## Problem statement
From the first line of the entries below to the line with "season sample for", give each line again exactly.

Start of Extracted material

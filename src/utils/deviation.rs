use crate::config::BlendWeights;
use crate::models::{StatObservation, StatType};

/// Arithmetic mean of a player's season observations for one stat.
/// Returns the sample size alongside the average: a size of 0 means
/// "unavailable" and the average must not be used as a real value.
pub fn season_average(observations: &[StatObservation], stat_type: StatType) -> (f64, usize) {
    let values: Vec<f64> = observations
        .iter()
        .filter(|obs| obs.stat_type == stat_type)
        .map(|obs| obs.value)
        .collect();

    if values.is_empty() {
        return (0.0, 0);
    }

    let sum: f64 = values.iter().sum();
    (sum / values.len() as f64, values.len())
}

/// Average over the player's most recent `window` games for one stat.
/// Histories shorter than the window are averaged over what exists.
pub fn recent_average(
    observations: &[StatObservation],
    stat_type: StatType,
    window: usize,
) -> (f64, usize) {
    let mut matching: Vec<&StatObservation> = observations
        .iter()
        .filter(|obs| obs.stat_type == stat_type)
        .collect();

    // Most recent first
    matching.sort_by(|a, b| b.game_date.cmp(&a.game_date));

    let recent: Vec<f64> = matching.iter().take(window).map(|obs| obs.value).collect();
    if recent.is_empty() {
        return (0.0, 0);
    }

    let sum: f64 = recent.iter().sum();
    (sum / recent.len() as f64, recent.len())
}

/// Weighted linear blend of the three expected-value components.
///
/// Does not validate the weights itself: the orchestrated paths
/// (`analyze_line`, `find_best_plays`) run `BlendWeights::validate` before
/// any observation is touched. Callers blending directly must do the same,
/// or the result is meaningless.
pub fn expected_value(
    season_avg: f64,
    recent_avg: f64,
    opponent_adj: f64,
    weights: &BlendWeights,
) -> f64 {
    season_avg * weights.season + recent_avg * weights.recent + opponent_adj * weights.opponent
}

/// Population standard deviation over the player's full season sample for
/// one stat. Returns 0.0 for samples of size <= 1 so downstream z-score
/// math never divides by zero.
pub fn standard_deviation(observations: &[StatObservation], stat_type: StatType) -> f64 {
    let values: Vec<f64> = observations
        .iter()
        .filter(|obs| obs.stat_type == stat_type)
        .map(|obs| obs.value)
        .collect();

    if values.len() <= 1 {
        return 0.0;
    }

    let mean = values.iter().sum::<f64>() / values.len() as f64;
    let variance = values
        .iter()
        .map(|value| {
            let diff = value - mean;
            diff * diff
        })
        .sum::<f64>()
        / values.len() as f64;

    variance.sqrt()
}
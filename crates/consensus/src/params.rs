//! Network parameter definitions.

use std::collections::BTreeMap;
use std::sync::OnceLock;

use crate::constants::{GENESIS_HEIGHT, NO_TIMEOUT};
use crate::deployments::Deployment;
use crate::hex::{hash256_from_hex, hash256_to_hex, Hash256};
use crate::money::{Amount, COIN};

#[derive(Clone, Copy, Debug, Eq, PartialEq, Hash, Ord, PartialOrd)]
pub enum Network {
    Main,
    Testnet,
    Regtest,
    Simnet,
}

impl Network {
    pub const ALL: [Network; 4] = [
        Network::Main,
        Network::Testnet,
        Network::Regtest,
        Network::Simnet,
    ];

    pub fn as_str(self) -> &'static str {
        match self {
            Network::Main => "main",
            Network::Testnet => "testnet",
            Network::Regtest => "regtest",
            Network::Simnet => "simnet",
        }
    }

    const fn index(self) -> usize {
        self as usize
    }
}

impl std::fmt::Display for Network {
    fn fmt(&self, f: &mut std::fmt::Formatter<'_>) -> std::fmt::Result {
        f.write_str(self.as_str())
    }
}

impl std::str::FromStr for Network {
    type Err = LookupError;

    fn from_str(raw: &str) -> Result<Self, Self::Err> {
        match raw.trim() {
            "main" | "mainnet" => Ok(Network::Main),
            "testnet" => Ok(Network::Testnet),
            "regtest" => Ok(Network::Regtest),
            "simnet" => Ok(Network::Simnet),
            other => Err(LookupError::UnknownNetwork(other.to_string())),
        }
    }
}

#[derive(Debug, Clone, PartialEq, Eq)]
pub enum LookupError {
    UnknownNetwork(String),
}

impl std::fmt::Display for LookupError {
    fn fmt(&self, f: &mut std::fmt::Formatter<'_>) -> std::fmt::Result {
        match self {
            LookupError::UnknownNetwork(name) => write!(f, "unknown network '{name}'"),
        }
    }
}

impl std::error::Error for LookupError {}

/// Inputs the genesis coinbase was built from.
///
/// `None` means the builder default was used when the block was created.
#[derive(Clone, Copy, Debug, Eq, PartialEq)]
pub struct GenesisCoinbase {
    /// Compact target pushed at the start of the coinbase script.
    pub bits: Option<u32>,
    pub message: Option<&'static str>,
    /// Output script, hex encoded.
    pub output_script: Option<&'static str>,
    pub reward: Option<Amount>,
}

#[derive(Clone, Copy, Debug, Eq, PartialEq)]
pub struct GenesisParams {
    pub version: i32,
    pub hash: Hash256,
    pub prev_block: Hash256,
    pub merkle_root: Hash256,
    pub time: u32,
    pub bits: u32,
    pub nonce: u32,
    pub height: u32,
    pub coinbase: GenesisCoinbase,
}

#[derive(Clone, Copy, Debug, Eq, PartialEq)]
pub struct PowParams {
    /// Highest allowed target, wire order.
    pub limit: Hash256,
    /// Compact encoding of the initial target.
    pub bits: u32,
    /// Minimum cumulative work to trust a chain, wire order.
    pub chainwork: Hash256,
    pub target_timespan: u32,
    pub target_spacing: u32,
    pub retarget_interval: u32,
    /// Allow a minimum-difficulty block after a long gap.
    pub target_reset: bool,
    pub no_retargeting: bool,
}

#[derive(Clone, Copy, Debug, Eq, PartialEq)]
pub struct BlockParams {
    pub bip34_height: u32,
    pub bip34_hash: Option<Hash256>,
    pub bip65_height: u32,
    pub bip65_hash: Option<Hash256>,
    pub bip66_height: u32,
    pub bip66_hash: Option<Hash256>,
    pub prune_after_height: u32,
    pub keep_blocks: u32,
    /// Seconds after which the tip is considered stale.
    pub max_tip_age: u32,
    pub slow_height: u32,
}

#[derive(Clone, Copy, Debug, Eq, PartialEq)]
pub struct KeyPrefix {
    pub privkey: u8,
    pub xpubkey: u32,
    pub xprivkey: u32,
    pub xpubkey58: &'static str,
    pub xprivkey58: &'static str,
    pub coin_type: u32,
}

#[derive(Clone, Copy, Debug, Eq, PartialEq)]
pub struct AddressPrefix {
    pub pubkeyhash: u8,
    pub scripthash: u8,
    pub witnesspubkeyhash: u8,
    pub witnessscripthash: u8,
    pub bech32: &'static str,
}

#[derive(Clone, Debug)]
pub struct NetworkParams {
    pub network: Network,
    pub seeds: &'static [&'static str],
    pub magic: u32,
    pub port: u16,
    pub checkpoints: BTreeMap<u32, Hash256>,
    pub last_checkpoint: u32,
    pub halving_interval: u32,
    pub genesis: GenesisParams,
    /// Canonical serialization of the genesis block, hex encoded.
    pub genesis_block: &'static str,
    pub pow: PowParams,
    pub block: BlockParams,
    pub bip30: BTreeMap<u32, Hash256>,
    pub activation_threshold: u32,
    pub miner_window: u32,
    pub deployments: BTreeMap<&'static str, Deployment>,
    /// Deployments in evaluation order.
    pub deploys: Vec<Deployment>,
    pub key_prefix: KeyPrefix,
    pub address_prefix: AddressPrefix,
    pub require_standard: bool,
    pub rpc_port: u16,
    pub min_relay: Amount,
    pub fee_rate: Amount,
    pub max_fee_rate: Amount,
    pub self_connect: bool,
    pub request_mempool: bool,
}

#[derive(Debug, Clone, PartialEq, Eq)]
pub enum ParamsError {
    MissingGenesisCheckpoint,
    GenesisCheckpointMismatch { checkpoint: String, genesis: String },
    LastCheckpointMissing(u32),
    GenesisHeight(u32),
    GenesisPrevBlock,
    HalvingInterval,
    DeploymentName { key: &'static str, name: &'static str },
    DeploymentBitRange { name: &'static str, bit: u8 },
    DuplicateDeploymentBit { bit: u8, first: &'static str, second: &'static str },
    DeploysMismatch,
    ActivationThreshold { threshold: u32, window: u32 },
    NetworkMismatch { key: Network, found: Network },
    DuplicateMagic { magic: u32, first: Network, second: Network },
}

End of Extracted material

## Response area
filename src/utils/deviation.rs
use crate::config::BlendWeights;
use crate::models::{StatObservation, StatType};

/// Arithmetic mean of a player's season observations for one stat.
/// Returns the sample size alongside the average: a size of 0 means
/// "unavailable" and the average must not be used as a real value.
pub fn season_average(observations: &[StatObservation], stat_type: StatType) -> (f64, usize) {
    let values: Vec<f64> = observations
        .iter()
        .filter(|obs| obs.stat_type == stat_type)
        .map(|obs| obs.value)
        .collect();

    if values.is_empty() {
        return (0.0, 0);
    }

    let sum: f64 = values.iter().sum();
    (sum / values.len() as f64, values.len())
}

/// Average over the player's most recent `window` games for one stat.
/// Histories shorter than the window are averaged over what exists.
pub fn recent_average(
    observations: &[StatObservation],
    stat_type: StatType,
    window: usize,
) -> (f64, usize) {
    let mut matching: Vec<&StatObservation> = observations
        .iter()
        .filter(|obs| obs.stat_type == stat_type)
        .collect();

    // Most recent first
    matching.sort_by(|a, b| b.game_date.cmp(&a.game_date));

    let recent: Vec<f64> = matching.iter().take(window).map(|obs| obs.value).collect();
    if recent.is_empty() {
        return (0.0, 0);
    }

    let sum: f64 = recent.iter().sum();
    (sum / recent.len() as f64, recent.len())
}

/// Weighted linear blend of the three expected-value components.
///
/// Does not validate the weights itself: the orchestrated paths
/// (`analyze_line`, `find_best_plays`) run `BlendWeights::validate` before
/// any observation is touched. Callers blending directly must do the same,
/// or the result is meaningless.
pub fn expected_value(
    season_avg: f64,
    recent_avg: f64,
    opponent_adj: f64,
    weights: &BlendWeights,
) -> f64 {
    season_avg * weights.season + recent_avg * weights.recent + opponent_adj * weights.opponent
}

/// Population standard deviation over the player's full season sample for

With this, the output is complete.